教授は,A(原告医師、以下同じ)に対し,Aが本件退職勧奨を応諾しない場合には,Aの下で診療等に従事する歯科医師について後任を派遣しない事態があることを告げたのであり,Aの下で診療に従事する歯科医師が派遣されないという事態は,病院に求められている水準の歯科診療を行うことが困難となることが確実であって,病院の歯科口腔外科部長として地域医療に従事するAにとっては,重大な不利益であるといえるところ,教授が,Aに対し,上記の不利益を告知したことについては,本件退職勧奨の諾否にかかるAの自由な意思決定を促す行為として許される限度を逸脱し,その自由な意思決定を困難とするものであると認められるから,教授が,病院長の依頼に基づき,病院長による本件退職勧奨の一環として,Aに対し,本件医局の関連病院の人事に関する影響力ないし事実上の権限をもって上記の不利益が生ずると告知して,暗に本件退職勧奨を応諾するよう求めたことは,少なくとも過失によりAの自由な意思決定を侵害する不法行為にあたる。

Aが違法な本件退職勧奨により被った財産的損害について4078万9726円(減収分にかかる損害が3167万7203円,退職手当にかかる損害が911万2523円)であると認める。
Aは,違法な本件退職勧奨を受けて定年より7年も前に病院を退職するのを余儀なくされたから,これにより相当程度の精神的苦痛を受けたと認められ,そして,本件退職勧奨の理由とされたパワハラの疑いについて事実的根拠を欠くとまではいえないが,他方,Aが当初本件退職勧奨を一旦応諾するような意向を示した時点までに,違法な退職勧奨が行われたとはいえないこと,教授は,病院長から本件退職勧奨を依頼されたものの,当初はAからの相談に応じる形で本件退職勧奨に対応していたのであり,Aがその諾否について平成24年2月になっても言を左右にしたため,Aの再就職を含む本件医局の関連病院の人事の確定に支障を生じたとみられ,そのことも,教授が,当初の姿勢とは異なり,Aに対し不利益を告知して暗に本件退職勧奨の応諾を求めるに至った動機であったとうかがわれるといった本件退職勧奨の態様その他一切の事情を総合考慮すると,上記の精神的苦痛に対する慰謝料としては,50万円が相当であると認められる。

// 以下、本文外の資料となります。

use std::collections::HashMap;
use std::time::Duration;

use super::{
    http_client, non_empty, normalize_doi, page_window, send_checked, synthetic_id, text_or,
    Paper, PaperSource, Source, SourceError, NO_ABSTRACT, NO_TITLE, UNKNOWN_JOURNAL, USER_AGENT,
};
use crate::scoring;
use crate::search::SearchFilters;
use async_trait::async_trait;
use serde::Deserialize;

const BASE_URL: &str = "https://api.openalex.org";
const MAX_PER_PAGE: u32 = 200;
const ID_PREFIX: &str = "https://openalex.org/";

pub struct OpenAlexClient {
    client: reqwest::Client,
    base_url: String,
}

impl OpenAlexClient {
    pub fn new(email: Option<String>, timeout: Duration) -> Self {
        let ua = match email {
            Some(ref e) => format!("{} (mailto:{})", USER_AGENT, e),
            None => USER_AGENT.to_string(),
        };
        Self {
            client: http_client(&ua, timeout),
            base_url: BASE_URL.to_string(),
        }
    }

    pub fn with_base_url(mut self, base_url: impl Into<String>) -> Self {
        self.base_url = base_url.into();
        self
    }
}

#[derive(Deserialize)]
struct OAResponse {
    #[serde(default)]
    results: Vec<OAWork>,
}

#[derive(Deserialize)]
struct OAWork {
    id: Option<String>,
    title: Option<String>,
    authorships: Option<Vec<OAAuthorship>>,
    publication_date: Option<String>,
    publication_year: Option<i32>,
    doi: Option<String>,
    open_access: Option<OAOpenAccess>,
    cited_by_count: Option<u32>,
    abstract_inverted_index: Option<HashMap<String, Vec<usize>>>,
    primary_location: Option<OALocation>,
    concepts: Option<Vec<OAConcept>>,
}

#[derive(Deserialize)]
struct OAAuthorship {
    author: Option<OAAuthor>,
}
#[derive(Deserialize)]
struct OAAuthor {
    display_name: Option<String>,
}
#[derive(Deserialize)]
struct OAOpenAccess {
    oa_url: Option<String>,
}
#[derive(Deserialize)]
struct OALocation {
    source: Option<OASource>,
    pdf_url: Option<String>,
}
#[derive(Deserialize)]
struct OASource {
    display_name: Option<String>,
}
#[derive(Deserialize)]
struct OAConcept {
    display_name: Option<String>,
}

/// Rebuild plain text from OpenAlex's `word -> [positions]` abstract index.
pub fn rebuild_abstract(index: &HashMap<String, Vec<usize>>) -> String {
    let mut placed: Vec<(usize, &str)> = index
        .iter()
        .flat_map(|(word, positions)| positions.iter().map(move |&pos| (pos, word.as_str())))
        .collect();
    placed.sort_by_key(|&(pos, _)| pos);
    placed.into_iter().map(|(_, w)| w).collect::<Vec<_>>().join(" ")
}

fn oa_to_paper(w: OAWork) -> Paper {
    let short_id = w
        .id
        .as_deref()
        .map(|id| id.strip_prefix(ID_PREFIX).unwrap_or(id))
        .and_then(|id| non_empty(Some(id)));
    let id = match short_id {
        Some(id) => format!("openalex_{}", id),
        None => synthetic_id(Source::OpenAlex, w.title.as_deref().unwrap_or_default()),
    };

    let mut paper = Paper::new(id, Source::OpenAlex);
    paper.title = text_or(w.title.as_deref(), NO_TITLE);
    paper.abstract_text = text_or(
        w.abstract_inverted_index.as_ref().map(rebuild_abstract).as_deref(),
        NO_ABSTRACT,
    );
    paper.authors = w
        .authorships
        .unwrap_or_default()
        .into_iter()
        .filter_map(|a| non_empty(a.author?.display_name.as_deref()))
        .collect();
    paper.published_date = non_empty(w.publication_date.as_deref())
        .unwrap_or_else(|| super::year_date(w.publication_year));

    let (journal, location_pdf) = match w.primary_location {
        Some(loc) => (loc.source.and_then(|s| s.display_name), loc.pdf_url),
        None => (None, None),
    };
    paper.journal = text_or(journal.as_deref(), UNKNOWN_JOURNAL);
    paper.download_url = w.open_access.and_then(|oa| oa.oa_url).or(location_pdf);
    paper.url = non_empty(w.id.as_deref());
    paper.doi = w.doi.as_deref().and_then(normalize_doi);
    paper.citation_count = w.cited_by_count;
    paper.categories = w
        .concepts
        .unwrap_or_default()
        .into_iter()
        .filter_map(|c| non_empty(c.display_name.as_deref()))
        .collect();
    paper
}

pub fn parse_response(body: &str) -> Result<Vec<Paper>, SourceError> {
    let resp: OAResponse = serde_json::from_str(body)?;
    Ok(resp.results.into_iter().map(oa_to_paper).collect())
}

#[async_trait]
impl PaperSource for OpenAlexClient {
    fn source(&self) -> Source {
        Source::OpenAlex
    }

    async fn fetch(&self, query: &str, filters: &SearchFilters) -> Result<Vec<Paper>, SourceError> {
        let (per_page, _) = page_window(filters, MAX_PER_PAGE);
        let mut params = vec![
            ("search", query.to_string()),
            ("per-page", per_page.to_string()),
            ("page", filters.page.max(1).to_string()),
            ("sort", "relevance_score:desc".to_string()),
        ];
        if filters.has_year_range() {
            let (from, to) = filters.year_bounds(scoring::current_year());
            params.push(("filter", format!("publication_year:{}-{}", from, to)));
        }

        let req = self
            .client
            .get(format!("{}/works", self.base_url))
            .header("Accept", "application/json")
            .query(&params);
        let body = send_checked(req).await?.text().await?;
        parse_response(&body)
    }
}

#[cfg(test)]
mod tests {
    use super::*;

    #[test]
    fn test_rebuild_abstract() {
        let mut index = HashMap::new();
        index.insert("world".to_string(), vec![1]);
        index.insert("hello".to_string(), vec![0, 2]);
        assert_eq!(rebuild_abstract(&index), "hello world hello");
        assert_eq!(rebuild_abstract(&HashMap::new()), "");
    }

    #[test]
    fn test_parse_response() {
        let body = r#"{"meta": {"count": 1}, "results": [{
          "id": "https://openalex.org/W2741809807",
          "title": "The state of OA",
          "doi": "https://doi.org/10.7717/peerj.4375",
          "publication_date": "2018-02-13",
          "publication_year": 2018,
          "cited_by_count": 850,
          "authorships": [{"author": {"display_name": "Heather Piwowar"}}, {"author": null}],
          "abstract_inverted_index": {"Despite": [0], "growing": [1], "interest": [2]},
          "primary_location": {"source": {"display_name": "PeerJ"}, "pdf_url": null},
          "open_access": {"oa_url": "https://peerj.com/articles/4375.pdf"},
          "concepts": [{"display_name": "Open access"}, {"display_name": "Library science"}]
        }, {"id": null, "title": "Bare", "publication_year": 2001, "primary_location": null}]}"#;
        let papers = parse_response(body).unwrap();
        let p = &papers[0];
        assert_eq!(p.id, "openalex_W2741809807");
        assert_eq!(p.url.as_deref(), Some("https://openalex.org/W2741809807"));
        assert_eq!(p.doi.as_deref(), Some("10.7717/peerj.4375"));
        assert_eq!(p.abstract_text, "Despite growing interest");
        assert_eq!(p.authors, vec!["Heather Piwowar"]);
        assert_eq!(p.journal, "PeerJ");
        assert_eq!(p.published_date, "2018-02-13");
        assert_eq!(p.citation_count, Some(850));
        assert_eq!(p.categories.len(), 2);

        let q = &papers[1];
        assert!(q.id.starts_with("openalex_gen"));
        assert_eq!(q.published_date, "2001-01-01");
        assert_eq!(q.abstract_text, NO_ABSTRACT);
        assert_eq!(q.journal, UNKNOWN_JOURNAL);
    }
}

Aは,病院長による本件退職勧奨を一旦は応諾する意向を示した後で言を左右にしていたところ,教授から,平成24年3月2日,違法な本件退職勧奨を受けて,本件退職勧奨を応諾せざるを得なくなり,同月12日に退職願を提出して,同月31日をもって病院を退職したのであるから,教授が,病院長から依頼されて病院長による本件退職勧奨の一環として,Aに対し,退職を勧奨したこととAが病院を退職したこととの間に相当因果関係があると認められ,そして,Aは,同退職したことにより,損害を受けたのであるから,同損害と本件退職勧奨との間に相当因果関係がある。